The beauty of a city is ascertained at night; a night is a beautician which costumes and, most of the times, prettifies its landscapes. When the fussiness of transaction is laid to rest somewhere in the pulse of a city and the last spatter of daylight is drained out of the sky, streets lighted by streetlights, and passing automobile headlights, when shadows become oblong and elongated, an indication of perhaps ephemerality, and when they comingle, crossed, twined in alleys, bus stops like some prescient act that is ready to come on stage, and all that, there is that elusive contentment that warms your heart, surreally paradisiacal. This is the moment the ordinary suddenly becomes glamorous, picturesque and alluring. I am sure when the devil took Jesus to a mount and showed him the expansive beauties of the world to tempt him, it must have been during night-time, though there is never that suggestion in the Bible. But a movie adaptation of the story I recently watched, perhaps Mel Gibson’s The Passion of Christ, corroborates my apocryphal asseveration.
The character of a city is also discovered at night; it’s an hour everything gets truthful and acquiescing. It’s an hour you are able to uncover the façade of industriousness a city usually wears. If it’s a Lucullan city, you could tell from the architectural designs, and you could even glean its history from the designs. Crossroads and intersections in Nigerian cities will tell you many things through the statutes and emblems erected there. Likewise, the habits of the inhabitants of a city will also give you some clues to its lineament, whether they are cultured or fervent religious bunch, their fears and prejudice.
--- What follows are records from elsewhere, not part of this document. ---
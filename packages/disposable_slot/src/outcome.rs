/// The verdict of an assignment attempt via
/// [`DisposableSlot::try_set`][crate::DisposableSlot::try_set] or
/// [`LocalDisposableSlot::try_set`][crate::LocalDisposableSlot::try_set].
///
/// The handle type `H` is the resource handle the slot works with, so the
/// thread-safe slot reports `TrySetOutcome<Arc<R>>` and the single-threaded
/// slot reports `TrySetOutcome<Rc<R>>`.
///
/// # Examples
///
/// ```
/// use std::sync::Arc;
///
/// use disposable_slot::{DisposableSlot, NoopDisposable, TrySetOutcome};
///
/// let slot = DisposableSlot::new();
///
/// let outcome = slot.try_set(Arc::new(NoopDisposable));
/// assert!(matches!(outcome, TrySetOutcome::Assigned));
///
/// // The slot is already taken, so the second resource comes back unreleased.
/// match slot.try_set(Arc::new(NoopDisposable)) {
///     TrySetOutcome::AlreadyAssigned(rejected) => drop(rejected),
///     _ => unreachable!(),
/// }
/// ```
#[derive(Debug)]
#[must_use = "a refused resource stays the caller's responsibility to release"]
#[expect(
    clippy::exhaustive_enums,
    reason = "the three outcomes are fixed by the assignment contract"
)]
pub enum TrySetOutcome<H> {
    /// The slot was empty and now holds the offered resource.
    Assigned,

    /// Another resource was already assigned. Nothing changed; the offered
    /// resource is handed back unreleased and remains the caller's
    /// responsibility.
    AlreadyAssigned(H),

    /// The slot was already disposed. Nothing changed; the offered resource
    /// has been released synchronously because no future disposal will ever
    /// see it.
    Disposed,
}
And if it’s a poor city, you’ll definitely find squatters on sidewalks and corners making their beds. Rubbish from the day’s activities would litter everywhere as well.
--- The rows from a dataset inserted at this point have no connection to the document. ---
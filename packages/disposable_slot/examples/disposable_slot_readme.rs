//! Front-page walkthrough of the `disposable_slot` crate.
//!
//! Shows the full life of a slot: one assignment, reads, disposal that
//! releases the resource exactly once, and the fate of a late assignment.

use std::sync::Arc;

use disposable_slot::{ActionDisposable, Disposable, DisposableSlot, TrySetOutcome};

fn main() {
    // Type-erased so release actions of different closure types can share it.
    let slot: DisposableSlot<dyn Disposable + Send + Sync> = DisposableSlot::new();

    // The first assignment wins the slot.
    let outcome = slot.try_set(Arc::new(ActionDisposable::new(|| {
        println!("resource released");
    })));
    assert!(matches!(outcome, TrySetOutcome::Assigned));

    // Readers get an owned handle from one atomic snapshot.
    assert!(slot.get().is_some());

    // A second assignment is refused; the offered resource comes back
    // unreleased and stays the caller's responsibility.
    match slot.try_set(Arc::new(ActionDisposable::new(|| {
        println!("this never prints from the slot");
    }))) {
        TrySetOutcome::AlreadyAssigned(rejected) => drop(rejected),
        _ => unreachable!(),
    }

    // Disposal releases the held resource exactly once, no matter how many
    // times it is called.
    slot.dispose();
    slot.dispose();

    assert!(slot.is_disposed());
    assert!(slot.get().is_none());

    // Assigning after disposal is not an error: the resource is released
    // synchronously inside the call because no future disposal will see it.
    let outcome = slot.try_set(Arc::new(ActionDisposable::new(|| {
        println!("late resource released immediately");
    })));
    assert!(matches!(outcome, TrySetOutcome::Disposed));

    println!("lifecycle complete");
}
If a city nurtures a secret, it is undressed at this hour. It is a time, a waking hour, I should say, the gods of flesh of a city emerge from somewhere within us and take reign of the night. And these gods of flesh are the city’s sisters, aunt, nieces, even mothers.
All these are observations I have understood as a traveller and spectator; and I maintain, if you want to discover these, of any city, just slip your shadow, at night, into that city: there is no other time suitable for arrival for a traveller than at night.
There is something about Friday night as well that insinuates debauchery and revelry. On blotto, isn’t Nigeria noted to be the highest consumer of Champagne, just after France where it is traditionally produced? On debauchery, I can remember my time in Ibadan when I was working in a law firm. We usually closed office on Friday very late just to sit back for rush hour to ease off. This always afforded me the occasion of mesmerisation whenever I was returning home and a taxi was taking me through the districts of Dugbe, Iyaganku, Ring Road. These routes were dominated by discothèques and night workers, but you will never suspect anything sinister during the daytime.
But I want to believe Benin City on Friday night is among the most sinister of African metropolises. It is a surest passage to discover the paean to the city’s beauty and affluent secrets – everybody knows about the secrets, even as far as continents away. Bodies of women from this city tell it on the bed of prostitution in Europe and America. On this Friday night, the beauty and true character of Benin City yielded to me at once.
I was on my way to meet with friends at GRA who were on a travel project, Borders Within: The Trans-Nigerian Road Trip. They were merely having a stopover in the city for few days. We had met the previous day on the Ugbowo Campus of University of Benin, Benin City. We had shared conversations. The whole team had addressed and motivated the students of English and literature department of the university where they participated in their weekly literary forum. I had walked the ancient Igun Street, amongst the beautiful bronze castings, mementos and other artefacts with Emmanuel Iduma talking about literature, movies (Nigerian and, especially Yoruba movies), art criticism and a little bit of politics. So I was simply going to bid them safe journey when they would be leaving the next day.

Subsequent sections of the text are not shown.